Salamanca, Gto. — El arbolado urbano del Jardín Constitución enfrenta una severa crisis derivada del ataque de plagas, factores ambientales y agresiones antropogénicas, una situación que en menos de un año ha cobrado la vida de cinco ejemplares en este emblemático espacio público.
Maribel Imperial Cervantes, titular de Medio Ambiente de Salamanca, informó que entre lunes y martes dio inicio la tala de uno de los ficus más antiguos de la plaza, situado frente al kiosco. El ejemplar, que ya se encontraba completamente seco, fue diagnosticado hace aproximadamente dos meses tras una evaluación técnica que dictaminó su retiro inminente.
Para fundamentar la decisión, la Dirección de Medio Ambiente utilizó un resistógrafo, un instrumento tecnológico que perfora la madera con una broca milimétrica para medir la resistencia interna del tronco sin comprometer la salud remanente del árbol, garantizando así que su remoción responda a un criterio estricto de mitigación de riesgos para la ciudadanía.
Las inspecciones técnicas realizadas en la zona revelaron que el deterioro no responde únicamente a la biología de las especies o a ciclos climáticos de temperatura y humedad. Los inspectores detectaron acumulación de residuos sólidos urbanos en las bases y marcas compatibles con vertidos de aceite quemado en los troncos, agravando la vulnerabilidad de los árboles.

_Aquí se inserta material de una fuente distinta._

impl Exporter {
    pub fn new(encoder: Arc<dyn Encoder>, config: CutlistConfig, tracker: ProgressTracker) -> Self {
        Self {
            encoder,
            config,
            tracker,
        }
    }

    pub fn tracker(&self) -> &ProgressTracker {
        &self.tracker
    }

    /// Export `request`, reporting the failing stage on error
    pub async fn export(&self, request: &ExportRequest) -> CutlistResult<ExportReport> {
        match self.run(request).await {
            Ok(report) => {
                self.tracker.set_phase(
                    ExportPhase::Done,
                    &format!("wrote {}", report.output.display()),
                );
                Ok(report)
            }
            Err(e) => {
                self.tracker
                    .set_phase(ExportPhase::Error, &format!("{} failed: {}", e.stage(), e));
                Err(e)
            }
        }
    }

    async fn run(&self, request: &ExportRequest) -> CutlistResult<ExportReport> {
        let started = Instant::now();
        self.tracker.set_phase(ExportPhase::Analyzing, "probing sources");

        let segments = request.timeline.segments();
        if segments.is_empty() {
            return Err(CutlistError::planning("timeline is empty"));
        }
        check_destination(&request.output)?;

        let probes = self.probe_sources(&request.timeline).await?;
        let primary = request
            .timeline
            .primary_source()
            .and_then(|source| probes.get(source))
            .or_else(|| probes.get(&segments[0].source));
        let segments = clamp_to_sources(segments, &probes);
        if segments.is_empty() {
            return Err(CutlistError::planning("no segment lies inside its source"));
        }
        let total = segments.iter().map(Segment::duration).sum::<f64>();
        let has_audio = primary.map_or(false, MediaProbe::has_audio);

        let scratch = Arc::new(ScratchSpace::new(&self.config.export.scratch_root())?);
        let pipeline = self.pipeline(scratch, primary);
        self.tracker.add_work(total);
        if !request.transitions.is_empty() {
            self.tracker.add_work(total);
        }

        self.tracker.set_phase(
            ExportPhase::Cutting,
            &format!("realizing {} segments", segments.len()),
        );
        let extension = extension_of(&request.output);
        let parts = if self.config.export.parallel && segments.len() > 1 {
            self.cut_parallel(&pipeline, &segments, extension).await?
        } else {
            self.cut_sequential(&pipeline, &segments, extension).await?
        };

        self.tracker
            .set_phase(ExportPhase::Concatenating, &format!("joining {} parts", parts.len()));
        let (assembled, normalized) = if parts.len() == 1 {
            (parts[0].clone(), false)
        } else {
            let joined = self.join(&pipeline, &parts, total, extension).await;
            remove_artifacts(&parts);
            joined?
        };

        let mut clusters = 0;
        let finished = if request.transitions.is_empty() {
            assembled
        } else {
            self.tracker.set_phase(
                ExportPhase::Rendering,
                &format!("rendering {} transitions", request.transitions.len()),
            );
            clusters = pipeline
                .renderer
                .spans(&request.transitions, total)
                .iter()
                .filter(|span| matches!(span, RenderSpan::Cluster(_)))
                .count();
            let rendered = pipeline.scratch.artifact("rendered", extension);
            let result = pipeline
                .renderer
                .render(&assembled, total, has_audio, &request.transitions, &rendered)
                .await;
            remove_artifacts([&assembled]);
            result?
        };

        if self.tracker.is_cancelled() {
            return Err(CutlistError::Cancelled);
        }
        move_into_place(&finished, &request.output)?;

        let report = ExportReport {
            output: request.output.clone(),
            duration: total,
            segments: segments.len(),
            clusters,
            normalized,
            elapsed: started.elapsed(),
        };
        info!(
            "Exported {:.3}s from {} segments to {} in {:.1}s",
            report.duration,
            report.segments,
            report.output.display(),
            report.elapsed.as_secs_f64()
        );
        Ok(report)
    }

    async fn probe_sources(&self, timeline: &Timeline) -> CutlistResult<HashMap<SourceId, MediaProbe>> {
        let mut probes = HashMap::new();
        for source in timeline.sources() {
            let probe = self.encoder.probe(source.as_path()).await?;
            debug!("{}: {:.3}s, {} streams", source, probe.duration, probe.streams.len());
            probes.insert(source, probe);
        }
        Ok(probes)
    }

    fn pipeline(&self, scratch: Arc<ScratchSpace>, primary: Option<&MediaProbe>) -> Pipeline {
        let runner = JobRunner::new(
            self.encoder.clone(),
            self.config.encoder.clone(),
            self.tracker.clone(),
        )
        .with_source_codec(primary.and_then(MediaProbe::video_codec))
        .with_source_audio(primary.and_then(MediaProbe::audio_sample_rate));
        let concatenator =
            ChunkedConcatenator::new(runner.clone(), scratch.clone(), self.config.concat.batch_size);
        let locator = KeyframeLocator::new(self.encoder.clone(), &self.config.smart_cut);
        let planner = SmartCutPlanner::new(locator, self.config.smart_cut.clone());
        let executor = SmartCutExecutor::new(runner.clone(), concatenator.clone(), scratch.clone());
        let renderer = TransitionRenderer::new(
            runner.clone(),
            concatenator.clone(),
            scratch.clone(),
            self.config.transitions.clone(),
        );
        Pipeline {
            runner,
            planner,
            executor,
            concatenator,
            renderer,
            scratch,
        }
    }

    async fn cut_sequential(
        &self,
        pipeline: &Pipeline,
        segments: &[Segment],
        extension: &str,
    ) -> CutlistResult<Vec<PathBuf>> {
        let mut parts = Vec::with_capacity(segments.len());
        for segment in segments {
            let output = pipeline.scratch.artifact("segment", extension);
            match realize_segment(&pipeline.planner, &pipeline.executor, segment, &output).await {
                Ok(path) => parts.push(path),
                Err(e) => {
                    remove_artifacts(&parts);
                    return Err(e);
                }
            }
        }
        Ok(parts)
    }

    /// Realize segments concurrently, bounded by the worker count, keeping
    /// results in timeline order
    async fn cut_parallel(
        &self,
        pipeline: &Pipeline,
        segments: &[Segment],
        extension: &str,
    ) -> CutlistResult<Vec<PathBuf>> {
        let workers = self.config.export.effective_workers();
        debug!("Realizing {} segments on {} workers", segments.len(), workers);
        let permits = Arc::new(Semaphore::new(workers));
        let mut tasks = JoinSet::new();

        for (index, segment) in segments.iter().cloned().enumerate() {
            let planner = pipeline.planner.clone();
            let executor = pipeline.executor.clone();
            let permits = permits.clone();
            let output = pipeline.scratch.artifact("segment", extension);
            tasks.spawn(async move {
                let _permit = permits
                    .acquire_owned()
                    .await
                    .map_err(|_| CutlistError::Cancelled)?;
                let path = realize_segment(&planner, &executor, &segment, &output).await?;
                Ok::<_, CutlistError>((index, path))
            });
        }

        let mut slots: Vec<Option<PathBuf>> = vec![None; segments.len()];
        let mut failure = None;
        while let Some(joined) = tasks.join_next().await {
            match joined {
                Ok(Ok((index, path))) => slots[index] = Some(path),
                Ok(Err(e)) => {
                    if failure.is_none() {
                        failure = Some(e);
                        tasks.abort_all();
                    }
                }
                Err(e) if e.is_cancelled() => {}
                Err(e) => {
                    if failure.is_none() {
                        failure = Some(CutlistError::encode("cut", format!("worker panicked: {}", e)));
                        tasks.abort_all();
                    }
                }
            }
        }

        let parts: Vec<PathBuf> = slots.iter().flatten().cloned().collect();
        if let Some(e) = failure {
            remove_artifacts(&parts);
            return Err(e);
        }
        Ok(parts)
    }

    /// Stream-copy join, falling back to normalizing every part first
    async fn join(
        &self,
        pipeline: &Pipeline,
        parts: &[PathBuf],
        total: f64,
        extension: &str,
    ) -> CutlistResult<(PathBuf, bool)> {
        let assembled = pipeline.scratch.artifact("assembled", extension);
        match pipeline.concatenator.concat(parts, &assembled).await {
            Ok(path) => return Ok((path, false)),
            Err(CutlistError::Cancelled) => return Err(CutlistError::Cancelled),
            Err(e) => warn!("Stream-copy join failed ({}), normalizing parts", e),
        }

        let per_part = total / parts.len() as f64;
        let mut normalized = Vec::with_capacity(parts.len());
        for part in parts {
            let job = JobSpec::Normalize {
                input: part.clone(),
                duration: per_part,
                output: pipeline.scratch.artifact("normalized", extension),
            };
            match pipeline.runner.run(&job).await {
                Ok(path) => normalized.push(path),
                Err(e) => {
                    remove_artifacts(&normalized);
                    return Err(e);
                }
            }
        }

        let result = pipeline.concatenator.concat(&normalized, &assembled).await;
        remove_artifacts(&normalized);
        result.map(|path| (path, true))
    }
}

La problemática ambiental del municipio, sin embargo, trasciende el primer cuadro de la ciudad. La funcionaria municipal detalló que los esfuerzos urgentes de reforestación y saneamiento deben concentrarse en los bulevares, los accesos carreteros y los polígonos con mayores índices de contaminación, donde el arbolado sufre el embate constante de plagas como el muérdago y el déficit histórico de mantenimiento.
Con al menos 10 ficus bajo observación directa en el Jardín Constitución debido a distintos grados de afectación, las dependencias municipales mantienen un monitoreo permanente para definir qué ejemplares pueden ser rescatados mediante tratamientos silvícolas y cuáles deberán ser derribados para prevenir accidentes.